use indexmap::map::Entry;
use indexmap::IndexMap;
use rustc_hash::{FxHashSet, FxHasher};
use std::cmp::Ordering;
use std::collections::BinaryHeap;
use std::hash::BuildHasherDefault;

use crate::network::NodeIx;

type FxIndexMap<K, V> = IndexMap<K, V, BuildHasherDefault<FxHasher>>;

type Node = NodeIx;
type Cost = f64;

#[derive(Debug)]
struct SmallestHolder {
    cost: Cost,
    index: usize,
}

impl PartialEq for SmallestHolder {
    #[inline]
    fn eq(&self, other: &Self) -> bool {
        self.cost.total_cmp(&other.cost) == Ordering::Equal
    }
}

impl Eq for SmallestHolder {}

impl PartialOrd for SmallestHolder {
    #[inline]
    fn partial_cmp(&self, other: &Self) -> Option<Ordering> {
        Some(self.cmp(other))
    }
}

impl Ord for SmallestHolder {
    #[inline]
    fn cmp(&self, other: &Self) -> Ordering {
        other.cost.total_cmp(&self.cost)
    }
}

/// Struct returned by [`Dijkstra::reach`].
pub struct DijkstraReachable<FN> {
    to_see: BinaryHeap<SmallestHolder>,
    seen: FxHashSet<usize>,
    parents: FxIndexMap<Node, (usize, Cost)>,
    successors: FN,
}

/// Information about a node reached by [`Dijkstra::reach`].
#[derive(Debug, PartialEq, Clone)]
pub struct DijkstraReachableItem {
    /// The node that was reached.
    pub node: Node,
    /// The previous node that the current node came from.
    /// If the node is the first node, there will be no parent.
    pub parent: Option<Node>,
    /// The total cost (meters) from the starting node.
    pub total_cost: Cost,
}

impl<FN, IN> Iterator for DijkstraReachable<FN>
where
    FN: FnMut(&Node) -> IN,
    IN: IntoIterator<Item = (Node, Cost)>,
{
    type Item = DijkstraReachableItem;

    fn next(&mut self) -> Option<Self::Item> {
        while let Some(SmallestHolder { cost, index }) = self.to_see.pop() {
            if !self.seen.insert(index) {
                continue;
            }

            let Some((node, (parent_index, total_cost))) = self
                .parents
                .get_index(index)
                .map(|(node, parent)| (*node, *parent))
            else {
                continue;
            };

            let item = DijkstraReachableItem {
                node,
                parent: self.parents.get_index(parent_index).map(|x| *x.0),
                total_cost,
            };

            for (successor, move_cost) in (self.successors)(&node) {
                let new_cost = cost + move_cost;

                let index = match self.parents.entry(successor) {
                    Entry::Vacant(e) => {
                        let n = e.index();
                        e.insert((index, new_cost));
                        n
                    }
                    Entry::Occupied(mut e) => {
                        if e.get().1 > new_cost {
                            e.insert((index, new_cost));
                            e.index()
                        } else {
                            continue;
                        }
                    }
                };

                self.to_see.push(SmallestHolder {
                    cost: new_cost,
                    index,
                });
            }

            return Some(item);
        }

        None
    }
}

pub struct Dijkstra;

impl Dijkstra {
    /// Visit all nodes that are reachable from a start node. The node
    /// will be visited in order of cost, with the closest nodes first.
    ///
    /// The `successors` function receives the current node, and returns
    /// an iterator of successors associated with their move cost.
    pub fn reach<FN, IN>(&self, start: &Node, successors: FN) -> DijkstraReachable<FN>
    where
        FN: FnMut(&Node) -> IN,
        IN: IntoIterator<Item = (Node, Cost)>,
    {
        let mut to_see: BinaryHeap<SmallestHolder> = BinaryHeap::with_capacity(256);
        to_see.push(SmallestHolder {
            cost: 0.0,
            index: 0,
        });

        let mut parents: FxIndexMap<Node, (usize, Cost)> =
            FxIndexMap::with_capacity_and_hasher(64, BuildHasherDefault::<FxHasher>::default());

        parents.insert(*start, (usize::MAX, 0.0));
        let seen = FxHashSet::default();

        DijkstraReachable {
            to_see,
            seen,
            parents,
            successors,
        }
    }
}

• • •

In the records above, some lines hold the word "FxHashSet"; copy each such line.

use rustc_hash::{FxHashSet, FxHasher};
    seen: FxHashSet<usize>,
        let seen = FxHashSet::default();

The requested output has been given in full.